§ Task input:
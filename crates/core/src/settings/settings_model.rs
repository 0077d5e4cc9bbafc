use serde::{Deserialize, Serialize};

use crate::constants::{
    DEFAULT_BASE_CURRENCY, DEFAULT_CACHE_TTL_SECONDS, DEFAULT_DECIMAL_PLACES,
    DEFAULT_EXCLUDED_KINDS,
};
use crate::errors::{Error, Result};

/// Largest number of fractional digits a converted amount is rendered with.
pub const MAX_DECIMAL_PLACES: u32 = 20;

/// Configuration of a [`PageConverter`](crate::converter::PageConverter).
///
/// Defaults: no access key, base "ZAR", 300 second cache, whole units,
/// script content excluded.
#[derive(Serialize, Deserialize, Debug, Clone, PartialEq, Eq)]
#[serde(rename_all = "camelCase", default)]
pub struct ConverterSettings {
    /// Credential sent to the rate provider.
    pub access_key: String,
    /// Currency the provider expresses rates against.
    pub base_currency_code: String,
    /// Seconds a cached rate snapshot stays fresh.
    pub cache_ttl_seconds: u64,
    /// Fractional digits rendered for converted amounts.
    pub decimal_places: u32,
    /// Element kinds (case-insensitive) whose subtree is never rewritten.
    pub excluded_kinds: Vec<String>,
}

impl Default for ConverterSettings {
    fn default() -> Self {
        Self {
            access_key: String::new(),
            base_currency_code: DEFAULT_BASE_CURRENCY.to_string(),
            cache_ttl_seconds: DEFAULT_CACHE_TTL_SECONDS,
            decimal_places: DEFAULT_DECIMAL_PLACES,
            excluded_kinds: DEFAULT_EXCLUDED_KINDS.iter().map(|k| k.to_string()).collect(),
        }
    }
}

/// Partial update; `None` fields keep their current value.
#[derive(Serialize, Deserialize, Debug, Clone, Default)]
#[serde(rename_all = "camelCase")]
pub struct ConverterSettingsUpdate {
    pub access_key: Option<String>,
    pub base_currency_code: Option<String>,
    pub cache_ttl_seconds: Option<u64>,
    pub decimal_places: Option<u32>,
    pub excluded_kinds: Option<Vec<String>>,
}

impl ConverterSettings {
    pub fn with_access_key(mut self, access_key: impl Into<String>) -> Self {
        self.access_key = access_key.into();
        self
    }

    /// Applies every field present in `update`, rejecting the whole update
    /// if any value is out of range.
    pub fn apply_update(&mut self, update: &ConverterSettingsUpdate) -> Result<()> {
        if let Some(ref base) = update.base_currency_code {
            validate_base_currency_code(base)?;
        }
        if let Some(places) = update.decimal_places {
            validate_decimal_places(places)?;
        }

        if let Some(ref access_key) = update.access_key {
            self.access_key = access_key.clone();
        }
        if let Some(ref base) = update.base_currency_code {
            self.base_currency_code = base.trim().to_string();
        }
        if let Some(ttl) = update.cache_ttl_seconds {
            self.cache_ttl_seconds = ttl;
        }
        if let Some(places) = update.decimal_places {
            self.decimal_places = places;
        }
        if let Some(ref kinds) = update.excluded_kinds {
            self.excluded_kinds = kinds.clone();
        }
        Ok(())
    }

    /// True when elements of `kind` must be skipped along with their children.
    pub fn is_excluded_kind(&self, kind: &str) -> bool {
        self.excluded_kinds
            .iter()
            .any(|excluded| excluded.eq_ignore_ascii_case(kind))
    }
}

pub(crate) fn validate_base_currency_code(code: &str) -> Result<()> {
    if code.trim().is_empty() {
        return Err(Error::InvalidConfigValue(
            "base currency code must not be empty".to_string(),
        ));
    }
    Ok(())
}

pub(crate) fn validate_decimal_places(places: u32) -> Result<()> {
    if places > MAX_DECIMAL_PLACES {
        return Err(Error::InvalidConfigValue(format!(
            "decimal places must be at most {}, got {}",
            MAX_DECIMAL_PLACES, places
        )));
    }
    Ok(())
}
//! FX (Foreign Exchange) module - currency registry, rate snapshots, the
//! rate cache gateway, and the text matching and conversion primitives.

pub mod currency;
pub mod currency_converter;
pub mod currency_matcher;
mod fx_errors;
mod fx_model;
mod fx_traits;
mod rate_cache;

#[cfg(test)]
mod rate_cache_tests;

pub use currency::{currency_codes, get_currency, is_supported_currency};
pub use currency_converter::{convert_amount_text, format_money, parse_amount, AmountConverter};
pub use currency_matcher::{find_currency_occurrences, CurrencyMatch, CurrencyPattern};
pub use fx_errors::FxError;
pub use fx_model::{CurrencyDescriptor, RateSnapshot};
pub use fx_traits::KeyValueStoreTrait;
pub use rate_cache::{is_cache_expired, parse_cached_snapshot, RateCacheGateway};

§ Assignment: In the listing above, find the line holding "Configuration of a" and the line holding "pub fn with_access_key(mut", then output those two lines and every line between them exactly.

§ Solution to the exercise:
/// Configuration of a [`PageConverter`](crate::converter::PageConverter).
///
/// Defaults: no access key, base "ZAR", 300 second cache, whole units,
/// script content excluded.
#[derive(Serialize, Deserialize, Debug, Clone, PartialEq, Eq)]
#[serde(rename_all = "camelCase", default)]
pub struct ConverterSettings {
    /// Credential sent to the rate provider.
    pub access_key: String,
    /// Currency the provider expresses rates against.
    pub base_currency_code: String,
    /// Seconds a cached rate snapshot stays fresh.
    pub cache_ttl_seconds: u64,
    /// Fractional digits rendered for converted amounts.
    pub decimal_places: u32,
    /// Element kinds (case-insensitive) whose subtree is never rewritten.
    pub excluded_kinds: Vec<String>,
}

impl Default for ConverterSettings {
    fn default() -> Self {
        Self {
            access_key: String::new(),
            base_currency_code: DEFAULT_BASE_CURRENCY.to_string(),
            cache_ttl_seconds: DEFAULT_CACHE_TTL_SECONDS,
            decimal_places: DEFAULT_DECIMAL_PLACES,
            excluded_kinds: DEFAULT_EXCLUDED_KINDS.iter().map(|k| k.to_string()).collect(),
        }
    }
}

/// Partial update; `None` fields keep their current value.
#[derive(Serialize, Deserialize, Debug, Clone, Default)]
#[serde(rename_all = "camelCase")]
pub struct ConverterSettingsUpdate {
    pub access_key: Option<String>,
    pub base_currency_code: Option<String>,
    pub cache_ttl_seconds: Option<u64>,
    pub decimal_places: Option<u32>,
    pub excluded_kinds: Option<Vec<String>>,
}

impl ConverterSettings {
    pub fn with_access_key(mut self, access_key: impl Into<String>) -> Self {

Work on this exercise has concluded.